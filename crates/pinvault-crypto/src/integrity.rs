//! SHA-256 content hashes recorded for every upload

use sha2::{Digest, Sha256};

/// Lowercase hex SHA-256 of `data`.
pub fn sha256_hex(data: &[u8]) -> String {
    hex::encode(Sha256::digest(data))
}

/// True if `data` hashes to `expected` (hex, case-insensitive).
pub fn verify_integrity(data: &[u8], expected: &str) -> bool {
    sha256_hex(data).eq_ignore_ascii_case(expected.trim())
}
+ + +
## TASK BRIEF
Transcribe all the material, keeping each word as it is.

## RESULT FOR THIS TASK
filename crates/pinvault-crypto/src/integrity.rs
//! SHA-256 content hashes recorded for every upload

use sha2::{Digest, Sha256};

/// Lowercase hex SHA-256 of `data`.
pub fn sha256_hex(data: &[u8]) -> String {
    hex::encode(Sha256::digest(data))
}

/// True if `data` hashes to `expected` (hex, case-insensitive).
pub fn verify_integrity(data: &[u8], expected: &str) -> bool {
    sha256_hex(data).eq_ignore_ascii_case(expected.trim())
}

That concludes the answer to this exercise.